May 28, 2013 by in Analysis with 11 comments
As five players stood quietly awaiting the announcement of the Callahan award winner, awkwardly looking around not knowing what to expect, each player probably forgot about their physical discomfort – the scrapes and bruises acquired during the most intense weekend of Ultimate they’ve had – with only room in their conscious mind for their emotional discomfort. Aching bones, sore tendons, and tired muscles are par for the course, but most of these players had spent the past two or three days rising to the demands of their respective teams.
All but one.
Claire Chastain, the star player of UNC-Wilimington’s Seaweed, was fresh, unfazed by a weekend of competition. That was because her team did not make the trip to compete at the College Championships. We’ve spent the week marveling at the play of Lien Hoffman, Bailey Zahniser, Becca Miller, and Claudia Tajima, but Chastain’s name was scarcely mentioned. Perhaps it was that that made her seem unlikely to factor into the award’s decision. Perhaps it was history, since only three players had ever won the Callahan without their team playing in the season’s final tournament.

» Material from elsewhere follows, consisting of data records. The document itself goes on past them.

//! Scoring a hero against a team identity.
//!
//! # Scoring
//!
//! Terms are independent and additive. The result is not clamped and can be negative.
//!
//! | Term                                    | Points        | Reason                          |
//! |-----------------------------------------|---------------|---------------------------------|
//! | tempo equals team tempo                 | +20           | `Matches tempo`                 |
//! | playstyle primary equals team primary   | +20           | `Matches playstyle`             |
//! | any playstyle subtype in team subtypes  | +5            | `Matches playstyle subtype`     |
//! | formation equals team formation         | +10           | `Matches formation`             |
//! | pressure among team pressures           | +10           | `Matches pressure type`         |
//! | k provides found in team unmet needs    | +10 + 5k      | `Fulfills team need: X` (each)  |
//! | a dislike names team tempo/primary/formation | -10 once | `Conflicts with team identity`  |
//!
//! A team without a tempo, primary playstyle or formation neither rewards nor reports that
//! term. Otherwise a miss is reported as `Tempo mismatch`, `Playstyle mismatch` or
//! `Formation conflict`.

use serde::{Serialize, Serializer};

use crate::{hero::HeroIdentity, team::TeamIdentity};

pub const TEMPO_MATCH_POINTS: i32 = 20;
pub const PLAYSTYLE_MATCH_POINTS: i32 = 20;
pub const SUBTYPE_MATCH_POINTS: i32 = 5;
pub const FORMATION_MATCH_POINTS: i32 = 10;
pub const PRESSURE_MATCH_POINTS: i32 = 10;
pub const NEED_FULFILLED_BASE_POINTS: i32 = 10;
pub const NEED_FULFILLED_POINTS: i32 = 5;
pub const IDENTITY_CONFLICT_PENALTY: i32 = -10;

/// One line of explanation for a fit score.
#[derive(Debug, Clone, PartialEq, Eq, derive_more::Display)]
pub enum FitReason {
    #[display("Matches tempo")]
    MatchesTempo,
    #[display("Tempo mismatch")]
    TempoMismatch,
    #[display("Matches playstyle")]
    MatchesPlaystyle,
    #[display("Playstyle mismatch")]
    PlaystyleMismatch,
    #[display("Matches playstyle subtype")]
    MatchesPlaystyleSubtype,
    #[display("Matches formation")]
    MatchesFormation,
    #[display("Formation conflict")]
    FormationConflict,
    #[display("Matches pressure type")]
    MatchesPressureType,
    #[display("Fulfills team need: {_0}")]
    FulfillsTeamNeed(String),
    #[display("Conflicts with team identity")]
    ConflictsWithIdentity,
}

impl Serialize for FitReason {
    fn serialize<S>(&self, serializer: S) -> Result<S::Ok, S::Error>
    where
        S: Serializer,
    {
        serializer.collect_str(self)
    }
}

#[derive(Debug, Clone, Default, PartialEq, Eq, Serialize)]
pub struct FitScore {
    pub score: i32,
    pub reasons: Vec<FitReason>,
}

impl FitScore {
    fn add(&mut self, points: i32, reason: FitReason) {
        self.score += points;
        self.reasons.push(reason);
    }
}

fn match_term<T: PartialEq>(
    fit: &mut FitScore,
    team_value: Option<T>,
    hero_value: T,
    points: i32,
    matched: FitReason,
    missed: FitReason,
) {
    match team_value {
        Some(value) if value == hero_value => fit.add(points, matched),
        Some(_) => fit.reasons.push(missed),
        None => {}
    }
}

/// Scores `hero` against `team`.
///
/// # Examples
///
/// ```
/// use herotier_identity::{fit::score_hero_fit, hero::HeroIdentity, team::initialize_team};
///
/// let ana: HeroIdentity = serde_json::from_value(serde_json::json!({
///     "id": "ana", "name": "Ana", "role": "support", "tempo": "slow",
///     "playstyle": { "primary": "poke" }, "formation": "tight",
///     "pressure": "sustain", "win_condition": "attrition",
/// })).unwrap();
///
/// // An empty team has nothing to match or conflict with.
/// let fit = score_hero_fit(&initialize_team(), &ana);
/// assert_eq!(fit.score, 0);
/// assert!(fit.reasons.is_empty());
/// ```
#[must_use]
pub fn score_hero_fit(team: &TeamIdentity<'_>, hero: &HeroIdentity) -> FitScore {
    let mut fit = FitScore::default();

    match_term(
        &mut fit,
        team.tempo,
        hero.tempo,
        TEMPO_MATCH_POINTS,
        FitReason::MatchesTempo,
        FitReason::TempoMismatch,
    );
    match_term(
        &mut fit,
        team.playstyle.primary,
        hero.playstyle.primary,
        PLAYSTYLE_MATCH_POINTS,
        FitReason::MatchesPlaystyle,
        FitReason::PlaystyleMismatch,
    );

    if hero
        .playstyle
        .subtypes
        .iter()
        .any(|s| team.playstyle.subtypes.contains(s))
    {
        fit.add(SUBTYPE_MATCH_POINTS, FitReason::MatchesPlaystyleSubtype);
    }

    match_term(
        &mut fit,
        team.formation,
        hero.formation,
        FORMATION_MATCH_POINTS,
        FitReason::MatchesFormation,
        FitReason::FormationConflict,
    );

    if team.pressure.contains(&hero.pressure) {
        fit.add(PRESSURE_MATCH_POINTS, FitReason::MatchesPressureType);
    }

    let fulfilled = hero
        .provides
        .iter()
        .filter(|p| team.unmet_needs.contains(*p))
        .collect::<Vec<_>>();
    if !fulfilled.is_empty() {
        #[expect(clippy::cast_possible_truncation, clippy::cast_possible_wrap)]
        let matches = fulfilled.len() as i32;
        fit.score += NEED_FULFILLED_BASE_POINTS + NEED_FULFILLED_POINTS * matches;
        fit.reasons.extend(
            fulfilled
                .into_iter()
                .map(|need| FitReason::FulfillsTeamNeed(need.clone())),
        );
    }

    let identity = [
        team.tempo.map(|t| t.as_str()),
        team.playstyle.primary.map(|p| p.as_str()),
        team.formation.map(|f| f.as_str()),
    ];
    let conflicts = hero
        .dislikes
        .iter()
        .any(|dislike| identity.contains(&Some(dislike.as_str())));
    if conflicts {
        fit.add(IDENTITY_CONFLICT_PENALTY, FitReason::ConflictsWithIdentity);
    }

    fit
}

/// A candidate and its fit against a team.
#[derive(Debug, Clone, PartialEq, Eq, Serialize)]
pub struct HeroFit<'a> {
    #[serde(serialize_with = "serialize_hero_id")]
    pub hero: &'a HeroIdentity,
    #[serde(flatten)]
    pub fit: FitScore,
}

pub(crate) fn serialize_hero_id<S>(hero: &&HeroIdentity, serializer: S) -> Result<S::Ok, S::Error>
where
    S: Serializer,
{
    serializer.serialize_str(&hero.id)
}

/// Scores every candidate against `team`, in candidate order.
#[must_use]
pub fn get_hero_fits<'a, I>(team: &TeamIdentity<'_>, candidates: I) -> Vec<HeroFit<'a>>
where
    I: IntoIterator<Item = &'a HeroIdentity>,
{
    candidates
        .into_iter()
        .map(|hero| HeroFit {
            hero,
            fit: score_hero_fit(team, hero),
        })
        .collect()
}

/// Candidates whose id is not already seated on `team`.
#[must_use]
pub fn filter_available_heroes<'a, I>(team: &TeamIdentity<'_>, candidates: I) -> Vec<&'a HeroIdentity>
where
    I: IntoIterator<Item = &'a HeroIdentity>,
{
    candidates
        .into_iter()
        .filter(|hero| !team.is_seated(&hero.id))
        .collect()
}

#[cfg(test)]
mod tests {
    use super::*;
    use crate::{
        fixtures,
        team::{TeamIdentity, add_hero_to_team, initialize_team},
    };

    fn has(fit: &FitScore, reason: &str) -> bool {
        fit.reasons.iter().any(|r| r.to_string() == reason)
    }

    #[test]
    fn test_matching_hero_scores_high() {
        let ball = fixtures::wrecking_ball();
        let tracer = fixtures::tracer();
        let team = add_hero_to_team(&initialize_team(), &ball);

        let fit = score_hero_fit(&team, &tracer);
        // tempo 20, playstyle 20, subtype 5, formation 10, needs 10 + 5 * 2
        assert_eq!(fit.score, 75);
        assert!(has(&fit, "Matches tempo"));
        assert!(has(&fit, "Fulfills team need: follow-up"));
        assert!(has(&fit, "Fulfills team need: flank-pressure"));
        assert!(!has(&fit, "Matches pressure type"));
    }

    #[test]
    fn test_conflicting_hero_scores_low() {
        let ball = fixtures::wrecking_ball();
        let bastion = fixtures::bastion();
        let team = add_hero_to_team(&initialize_team(), &ball);

        let fit = score_hero_fit(&team, &bastion);
        assert_eq!(fit.score, 0);
        assert_eq!(
            fit.reasons,
            [
                FitReason::TempoMismatch,
                FitReason::PlaystyleMismatch,
                FitReason::FormationConflict
            ]
        );
    }

    #[test]
    fn test_literal_total_of_eighty() {
        let ball = fixtures::wrecking_ball();
        let mut candidate = fixtures::tracer();
        candidate.playstyle.subtypes.clear();
        candidate.dislikes.clear();
        let team = add_hero_to_team(&initialize_team(), &ball);

        // matches tempo, playstyle and formation and provides both of Ball's unmet needs;
        // burst pressure is not among the team's
        let fit = score_hero_fit(&team, &candidate);
        assert_eq!(fit.score, 20 + 20 + 10 + (10 + 5 * 2));

        candidate.pressure = ball.pressure;
        let fit = score_hero_fit(&team, &candidate);
        assert_eq!(fit.score, 20 + 20 + 10 + 10 + (10 + 5 * 2));
        assert_eq!(fit.score, 80);
    }

    #[test]
    fn test_dislike_penalty_applies_once() {
        let weirdman = fixtures::weirdman();
        let tracer = fixtures::tracer();
        let team = add_hero_to_team(&initialize_team(), &tracer);

        // dislikes "fast" and "split" both name the team identity; "mid-fight" is a win condition
        let fit = score_hero_fit(&team, &weirdman);
        assert_eq!(fit.score, -10);
        assert_eq!(
            fit.reasons.iter().filter(|r| **r == FitReason::ConflictsWithIdentity).count(),
            1
        );
        assert!(has(&fit, "Tempo mismatch"));
    }

    #[test]
    fn test_third_hero_on_dive_team() {
        let ball = fixtures::wrecking_ball();
        let tracer = fixtures::tracer();
        let sombra = fixtures::sombra();
        let bastion = fixtures::bastion();
        let team = TeamIdentity::from_slots([Some(&ball), Some(&tracer)]);

        let fit = score_hero_fit(&team, &sombra);
        assert!(fit.score > 70);
        assert!(has(&fit, "Matches playstyle"));
        assert!(has(&fit, "Fulfills team need: support-cover"));

        let fit = score_hero_fit(&team, &bastion);
        assert!(fit.score < 40);
        assert!(has(&fit, "Tempo mismatch"));
    }

    #[test]
    fn test_fits_and_availability() {
        let tracer = fixtures::tracer();
        let bastion = fixtures::bastion();
        let all = [tracer.clone(), bastion.clone()];
        let team = add_hero_to_team(&initialize_team(), &tracer);

        let available = filter_available_heroes(&team, &all);
        assert_eq!(available.len(), 1);
        assert_eq!(available[0].id, "bastion");

        let ball = fixtures::wrecking_ball();
        let ball_team = add_hero_to_team(&initialize_team(), &ball);
        let mut fits = get_hero_fits(&ball_team, &all);
        fits.sort_by(|a, b| b.fit.score.cmp(&a.fit.score));
        assert_eq!(fits[0].hero.id, "tracer");
        assert_eq!(fits[1].hero.id, "bastion");
        assert!(fits[0].fit.score > fits[1].fit.score);
    }

    #[test]
    fn test_serialize_reasons_as_text() {
        let ball = fixtures::wrecking_ball();
        let tracer = fixtures::tracer();
        let team = add_hero_to_team(&initialize_team(), &ball);
        let fits = get_hero_fits(&team, [&tracer]);
        let json = serde_json::to_value(&fits).unwrap();
        assert_eq!(json[0]["hero"], "tracer");
        assert_eq!(json[0]["score"], 75);
        assert_eq!(json[0]["reasons"][0], "Matches tempo");
    }
}
//! Roster aggregation.
//!
//! Folds the seated members of a roster into one bag of tags. Lists are concatenated in member
//! order and keep duplicates; consumers that want set semantics use [`AggregatedTeamData::team_needs`].
//!
//! Tank needs are special: a tank never lists needs toward tanks, so only damage and support
//! members contribute to [`AggregatedTeamData::tank_needs`].

use std::collections::HashSet;

use herotier_model::{Hero, RoleNeeds};
use serde::Serialize;

/// Combined needs, drawbacks, hates and friends of a roster.
#[derive(Debug, Clone, Default, PartialEq, Eq, Serialize)]
pub struct AggregatedTeamData {
    pub tank_needs: Vec<String>,
    pub support_needs: Vec<String>,
    pub damage_needs: Vec<String>,
    pub drawbacks: Vec<String>,
    pub hates: Vec<String>,
    /// Friend names, not hero records.
    pub friends: Vec<String>,
}

impl AggregatedTeamData {
    /// Adds one member's tags.
    pub fn add(&mut self, hero: &Hero) {
        match &hero.needs {
            RoleNeeds::Tank { .. } => {}
            RoleNeeds::Damage { tank_needs, .. } | RoleNeeds::Support { tank_needs, .. } => {
                self.tank_needs.extend_from_slice(tank_needs);
            }
        }
        self.support_needs.extend_from_slice(hero.support_needs());
        self.damage_needs.extend_from_slice(hero.damage_needs());
        self.drawbacks.extend_from_slice(&hero.drawbacks);
        self.hates.extend_from_slice(&hero.hates);
        self.friends.extend_from_slice(&hero.friends);
    }

    /// Union of the three need groups.
    #[must_use]
    pub fn team_needs(&self) -> HashSet<&str> {
        self.tank_needs
            .iter()
            .chain(&self.support_needs)
            .chain(&self.damage_needs)
            .map(String::as_str)
            .collect()
    }

    #[must_use]
    pub fn is_empty(&self) -> bool {
        *self == Self::default()
    }
}

/// Aggregates the given members.
///
/// # Examples
///
/// ```
/// use herotier_evaluator::aggregate::aggregate_roster;
/// use herotier_model::{Hero, RoleNeeds};
///
/// let none: [&str; 0] = [];
/// let tank = Hero::new("Sigma", RoleNeeds::tank(["Shields"], none));
/// let dps = Hero::new("Sombra", RoleNeeds::damage(["Disruption"], none, none));
///
/// let data = aggregate_roster([&tank, &dps]);
/// assert_eq!(data.tank_needs, ["Disruption"]);
/// assert_eq!(data.support_needs, ["Shields"]);
/// ```
#[must_use]
pub fn aggregate_roster<'a, I>(members: I) -> AggregatedTeamData
where
    I: IntoIterator<Item = &'a Hero>,
{
    let mut data = AggregatedTeamData::default();
    for hero in members {
        data.add(hero);
    }
    data
}

#[cfg(test)]
mod tests {
    use herotier_model::{Roster, TeamComp};

    use super::*;

    const NONE: [&str; 0] = [];

    #[test]
    fn test_tank_needs_only_from_non_tanks() {
        let tank = Hero::new("Ramattra", RoleNeeds::tank(["Shields"], NONE));
        let dps = Hero::new("Echo", RoleNeeds::damage(["Disruption"], NONE, NONE));
        let data = aggregate_roster([&tank, &dps]);
        assert_eq!(data.tank_needs, ["Disruption"]);
        assert_eq!(data.support_needs, ["Shields"]);
        assert!(data.damage_needs.is_empty());
    }

    #[test]
    fn test_keeps_duplicates_in_member_order() {
        let a = Hero::new("Ana", RoleNeeds::support(NONE, NONE, ["Peel"]))
            .with_drawbacks(["Limited Mobility"])
            .with_hates(["Dive"])
            .with_friends(["Genji"]);
        let b = Hero::new("Baptiste", RoleNeeds::support(NONE, NONE, ["Peel"]))
            .with_drawbacks(["Limited Mobility"])
            .with_friends(["Ana"]);
        let data = aggregate_roster([&a, &b]);
        assert_eq!(data.damage_needs, ["Peel", "Peel"]);
        assert_eq!(data.drawbacks, ["Limited Mobility", "Limited Mobility"]);
        assert_eq!(data.hates, ["Dive"]);
        assert_eq!(data.friends, ["Genji", "Ana"]);
        assert_eq!(data.team_needs().len(), 1);
    }

    #[test]
    fn test_empty_roster() {
        let team = TeamComp::new();
        let data = aggregate_roster(team.members());
        assert!(data.is_empty());
        assert!(data.team_needs().is_empty());
    }
}
//! Identity attribute vocabularies.
//!
//! Every attribute is a closed set and serializes in kebab-case (`"mid-fight"`,
//! `"long-sightlines"`). [`Tempo`], [`PlaystylePrimary`] and [`Formation`] also expose
//! [`as_str`](Tempo::as_str), since dislikes are free-form strings compared against those three
//! values.

use serde::{Deserialize, Serialize};

#[derive(Debug, Clone, Copy, PartialEq, Eq, Hash, Serialize, Deserialize, derive_more::Display)]
#[serde(rename_all = "kebab-case")]
pub enum Tempo {
    #[display("fast")]
    Fast,
    #[display("medium")]
    Medium,
    #[display("slow")]
    Slow,
}

impl Tempo {
    pub const ALL: [Tempo; 3] = [Tempo::Fast, Tempo::Medium, Tempo::Slow];

    #[must_use]
    pub fn as_str(self) -> &'static str {
        match self {
            Tempo::Fast => "fast",
            Tempo::Medium => "medium",
            Tempo::Slow => "slow",
        }
    }
}

#[derive(Debug, Clone, Copy, PartialEq, Eq, Hash, Serialize, Deserialize, derive_more::Display)]
#[serde(rename_all = "kebab-case")]
pub enum PlaystylePrimary {
    #[display("dive")]
    Dive,
    #[display("brawl")]
    Brawl,
    #[display("poke")]
    Poke,
}

impl PlaystylePrimary {
    pub const ALL: [PlaystylePrimary; 3] = [
        PlaystylePrimary::Dive,
        PlaystylePrimary::Brawl,
        PlaystylePrimary::Poke,
    ];

    #[must_use]
    pub fn as_str(self) -> &'static str {
        match self {
            PlaystylePrimary::Dive => "dive",
            PlaystylePrimary::Brawl => "brawl",
            PlaystylePrimary::Poke => "poke",
        }
    }
}

#[derive(Debug, Clone, Copy, PartialEq, Eq, Hash, Serialize, Deserialize, derive_more::Display)]
#[serde(rename_all = "kebab-case")]
pub enum PlaystyleSubtype {
    #[display("flank")]
    Flank,
    #[display("rush")]
    Rush,
    #[display("anchor")]
    Anchor,
    #[display("disrupt")]
    Disrupt,
    #[display("split")]
    Split,
    #[display("hold")]
    Hold,
}

#[derive(Debug, Clone, Copy, PartialEq, Eq, Hash, Serialize, Deserialize, derive_more::Display)]
#[serde(rename_all = "kebab-case")]
pub enum Formation {
    #[display("tight")]
    Tight,
    #[display("split")]
    Split,
    #[display("fluid")]
    Fluid,
}

impl Formation {
    pub const ALL: [Formation; 3] = [Formation::Tight, Formation::Split, Formation::Fluid];

    #[must_use]
    pub fn as_str(self) -> &'static str {
        match self {
            Formation::Tight => "tight",
            Formation::Split => "split",
            Formation::Fluid => "fluid",
        }
    }
}

#[derive(Debug, Clone, Copy, PartialEq, Eq, Hash, Serialize, Deserialize, derive_more::Display)]
#[serde(rename_all = "kebab-case")]
pub enum PressureType {
    #[display("burst")]
    Burst,
    #[display("sustain")]
    Sustain,
    #[display("poke")]
    Poke,
    #[display("disruption")]
    Disruption,
}

impl PressureType {
    pub const ALL: [PressureType; 4] = [
        PressureType::Burst,
        PressureType::Sustain,
        PressureType::Poke,
        PressureType::Disruption,
    ];
}

#[derive(Debug, Clone, Copy, PartialEq, Eq, Hash, Serialize, Deserialize, derive_more::Display)]
#[serde(rename_all = "kebab-case")]
pub enum WinCondition {
    #[display("engage")]
    Engage,
    #[display("mid-fight")]
    MidFight,
    #[display("ult-cycle")]
    UltCycle,
    #[display("attrition")]
    Attrition,
}

/// Map traits an identity can favor or avoid.
#[derive(Debug, Clone, Copy, PartialEq, Eq, Hash, Serialize, Deserialize, derive_more::Display)]
#[serde(rename_all = "kebab-case")]
pub enum MapTrait {
    #[display("verticality")]
    Verticality,
    #[display("long-sightlines")]
    LongSightlines,
    #[display("flank-heavy")]
    FlankHeavy,
    #[display("tight-corridors")]
    TightCorridors,
    #[display("boopable")]
    Boopable,
    #[display("open-space")]
    OpenSpace,
    #[display("mobile-objective")]
    MobileObjective,
}

/// How strongly an identity reacts to map choice.
#[derive(Debug, Clone, Copy, PartialEq, Eq, Hash, Serialize, Deserialize, derive_more::Display)]
#[serde(rename_all = "kebab-case")]
pub enum MapSensitivity {
    #[display("high")]
    High,
    #[display("medium")]
    Medium,
    #[display("low")]
    Low,
}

Now four players can claim that unusual fact.
In a rather stunning upset, Chastain’s name was boomed over the speakers, and a pierced lip curled into a smile as the UNC-W player’s teammates and male counterparts from Wilmington’s open team (who did qualify for the tournament) rushed the field to surround her with celebratory raucousness. On a day when, up to that point, all the favorites had won, this was a curveball.
It isn’t for lack of talent that the power-packed Chastain was written off. That part of the equation was unquestionable. Wilmington was very close to winning an additional bid for their Region – many thought that they were a more talented team than some of the last strength bid winners – and competitive in the one bid Atlantic Coast Region. They had beaten teams in the College Championships field. For a team that lacked depth, Chastain can be credited with a lot of that success. She’s capable of making big plays from nearly anywhere on a field. On Phoenix, the elite women’s club she plays for, she’s a key cog. She was the only current college player invited to try out for Team USA’s World Games team.
The trick was that, typically, voters run with the assumption that if a player wasn’t good enough to get their team to the show, they probably weren’t the top option for the Callahan. It is a common criticism for discussion of individual accolades and to what degree team success is indicative of individual stars’ talents.
Despite all of that, the players selected Chastain. Sometimes, a special talent is so convincingly influential on and off the field that it feels unfair to vote for someone else. UNC-Wilmington’s Claire Chastain may be that player. Whatever she may be, there’s one thing she is definitively: the 2013 Callahan winner.